Despite recent gains, EUR/USD is vulnerable due to economic, geopolitical, and valuation concerns

    by VT Markets
    /
    May 17, 2025

    Credit Agricole indicates that the EUR/USD has increased too rapidly, making it vulnerable to multiple downside risks. Current market optimism appears disconnected from fundamentals, possibly leading the Euro to struggle in holding its recent gains amidst declining inflows, geopolitical instability, and macroeconomic challenges.

    European equity inflows have begun to slow, which may affect demand for the EUR due to lingering concerns over the Eurozone’s growth outlook. The geopolitical situation remains uncertain as an enduring ceasefire in Ukraine is not yet achieved, affecting confidence and economic stability in the region.

    The Euro’s strength this year might impact Eurozone growth and inflation negatively, potentially leading the ECB to implement deeper rate cuts than expected. The EUR/USD seems overvalued compared to the EUR-USD rate spread and short-term fair value models, indicating a possible correction if market sentiment changes.

    Despite a busy week of Eurozone data and ECB speaker events, Credit Agricole expects the ECB to remain cautious. With the rate disadvantage ongoing, as fundamentals align with market expectations, the EUR/USD might face a pullback soon.

    What’s laid out here is a fairly direct assessment: the Euro has appreciated too swiftly in recent weeks, and that pace now appears hard to justify given the broader economic and financial environment. According to this view, the rise doesn’t align with actual economic conditions—where slower capital flows and unresolved geopolitical risks continue to cast doubt over the Euro’s resilience.

    Take, for instance, the recent cooling in European equity inflows. That’s a clear indicator that overseas appetite for Eurozone assets has waned, likely due to concerns around regional growth losing steam. Investors seem to be growing more selective, which is understandable given that the economic data coming out of the bloc has, at best, been mixed. Against this backdrop, the demand underpinning the Euro seems more fragile than the price action implies.

    The situation in Eastern Europe also adds an ongoing layer of uncertainty. A lack of progress towards lasting peace has not only impacted energy markets and sentiment but continues to cloud longer-term expectations. For trading purposes, political uncertainty tends to curtail risk appetite and can reinforce defensive positioning, particularly in FX strategies.

    There’s also a layer of irony in the Euro’s recent strength.
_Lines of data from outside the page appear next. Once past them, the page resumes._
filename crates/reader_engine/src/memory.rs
//! In-memory item source for tests and offline demos.

use std::collections::HashMap;
use std::sync::Mutex;

use crate::{ItemId, ItemSource, RawItem, SourceError};

/// One request observed by a [`MemorySource`].
#[derive(Debug, Clone, Copy, PartialEq, Eq)]
pub enum SourceRequest {
    MaxItemId,
    Item(ItemId),
}

#[derive(Debug, Clone)]
enum Entry {
    Item(RawItem),
    Failure(SourceError),
}

/// Scriptable [`ItemSource`].
///
/// Ids without an entry answer as absent, the same way the real API answers
/// `null`. Every request is recorded so tests can assert on the exact fetch
/// sequence.
#[derive(Debug, Default)]
pub struct MemorySource {
    max_item_id: Option<ItemId>,
    max_item_failure: Option<SourceError>,
    entries: HashMap<ItemId, Entry>,
    requests: Mutex<Vec<SourceRequest>>,
}

impl MemorySource {
    pub fn new(max_item_id: ItemId) -> Self {
        Self {
            max_item_id: Some(max_item_id),
            ..Self::default()
        }
    }

    pub fn with_item(mut self, item: RawItem) -> Self {
        self.entries.insert(item.id, Entry::Item(item));
        self
    }

    pub fn with_items(self, items: impl IntoIterator<Item = RawItem>) -> Self {
        items.into_iter().fold(self, Self::with_item)
    }

    /// Fetching `id` fails with `error`.
    pub fn with_failure(mut self, id: ItemId, error: SourceError) -> Self {
        self.entries.insert(id, Entry::Failure(error));
        self
    }

    /// Fetching the max id fails with `error`.
    pub fn with_max_item_failure(mut self, error: SourceError) -> Self {
        self.max_item_failure = Some(error);
        self
    }

    pub fn requests(&self) -> Vec<SourceRequest> {
        self.requests
            .lock()
            .map(|requests| requests.clone())
            .unwrap_or_default()
    }

    /// Ids fetched so far, in request order.
    pub fn fetched_ids(&self) -> Vec<ItemId> {
        self.requests()
            .into_iter()
            .filter_map(|request| match request {
                SourceRequest::Item(id) => Some(id),
                SourceRequest::MaxItemId => None,
            })
            .collect()
    }

    fn record(&self, request: SourceRequest) {
        if let Ok(mut requests) = self.requests.lock() {
            requests.push(request);
        }
    }
}

#[async_trait::async_trait]
impl ItemSource for MemorySource {
    async fn max_item_id(&self) -> Result<ItemId, SourceError> {
        self.record(SourceRequest::MaxItemId);
        if let Some(err) = &self.max_item_failure {
            return Err(err.clone());
        }
        self.max_item_id
            .ok_or_else(|| SourceError::transport("no max item id configured"))
    }

    async fn item(&self, id: ItemId) -> Result<RawItem, SourceError> {
        self.record(SourceRequest::Item(id));
        match self.entries.get(&id) {
            Some(Entry::Item(item)) => Ok(item.clone()),
            Some(Entry::Failure(err)) => Err(err.clone()),
            None => Err(SourceError::absent(id)),
        }
    }
}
While a firmer currency is often taken as a sign of investor faith, in this case, it could end up becoming a drag on economic performance itself. For countries already grappling with low inflation or tepid output, an expensive Euro would make exports less competitive abroad and dampen imported inflation further. That’s where the concern regarding the central bank enters. A scenario where price pressures drop faster than expected could push policymakers like Lagarde into larger or earlier rate reductions than the market has priced in.

    From a valuations standpoint, the price of the Euro appears stretched. Yield differentials and short-term models imply a fairer value that sits lower than current spot levels. Should enthusiasm in the markets fade even slightly, it wouldn’t take much to drag the pair lower quite quickly.
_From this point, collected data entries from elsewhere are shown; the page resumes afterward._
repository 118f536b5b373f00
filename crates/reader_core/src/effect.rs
#[derive(Debug, Clone, PartialEq, Eq)]
pub enum Effect {
    /// Ask the engine for up to `count` more stories.
    LoadStories { count: usize },
}
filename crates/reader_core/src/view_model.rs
use crate::StoryId;

pub const LIST_TITLE: &str = "# Hacker News Story List";
pub const GENERIC_FAILURE_MESSAGE: &str = "Unable to load more stories.";

#[derive(Debug, Clone, PartialEq, Eq, Default)]
pub struct FeedViewModel {
    pub title: String,
    pub stories: Vec<StoryRowView>,
    pub loading: bool,
    pub end_of_feed: bool,
    pub error: Option<String>,
    pub dirty: bool,
}

#[derive(Debug, Clone, PartialEq, Eq)]
pub struct StoryRowView {
    pub id: StoryId,
    pub title: String,
    pub url: String,
    pub byline: String,
}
    Despite the steady stream of speeches and economic releases ahead in the calendar, it’s not expected that the central bank will drastically shift its tone. Rate expectations already take into account the bloc’s economic limitations and the high bar needed for hawkish shifts. That makes the Euro’s current pricing vulnerable to even humble disappointments—notably if real data or policy signals fall even modestly short of forecasts.
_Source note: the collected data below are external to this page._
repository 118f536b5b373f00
use chrono::{DateTime, Local, SecondsFormat, Utc};

use crate::ItemId;

#[derive(Debug, Clone, Copy, PartialEq, Eq, Default)]
pub enum DateTimeFormat {
    /// Local wall-clock time, minute precision.
    #[default]
    Locale,
    /// UTC instant as RFC 3339 with milliseconds and a `Z` suffix.
    Iso,
}

/// A displayable story. Only built from an item that passed
/// [`is_displayable_story`](crate::is_displayable_story), see
/// `TryFrom<RawItem>`.
#[derive(Debug, Clone, PartialEq, Eq)]
pub struct Story {
    pub(crate) id: ItemId,
    pub(crate) title: String,
    pub(crate) url: String,
    pub(crate) author: String,
    pub(crate) created_at: i64,
}

impl Story {
    pub fn id(&self) -> ItemId {
        self.id
    }

    pub fn title(&self) -> &str {
        &self.title
    }

    pub fn url(&self) -> &str {
        &self.url
    }

    pub fn author(&self) -> &str {
        &self.author
    }

    /// Unix timestamp in seconds.
    pub fn created_at(&self) -> i64 {
        self.created_at
    }

    /// Submission time rendered for display. Timestamps outside chrono's
    /// range fall back to the raw seconds value.
    pub fn created_at_date(&self, format: DateTimeFormat) -> String {
        let Some(utc) = DateTime::<Utc>::from_timestamp(self.created_at, 0) else {
            return self.created_at.to_string();
        };
        match format {
            DateTimeFormat::Iso => utc.to_rfc3339_opts(SecondsFormat::Millis, true),
            DateTimeFormat::Locale => utc
                .with_timezone(&Local)
                .format("%Y-%m-%d %H:%M")
                .to_string(),
        }
    }
}
//! Terminal front end: config, logging, effect execution and rendering.
mod app;
mod config;
mod effects;
mod input;
mod logging;
mod ui;

pub use app::run_app;
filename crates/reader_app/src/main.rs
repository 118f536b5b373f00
mod platform;

fn main() -> anyhow::Result<()> {
    platform::run_app()
}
    So, from our chair, the broader message here pertains to pricing risk realistically. The disconnect between positioning and economic logic deserves sustained scrutiny. Momentum may have carried the Euro higher recently, but we should remain attentive to signals suggesting that the move has overreached, especially in light of weakening investor inflows, subdued regional growth indicators, and the absence of clear support from interest rate differentials.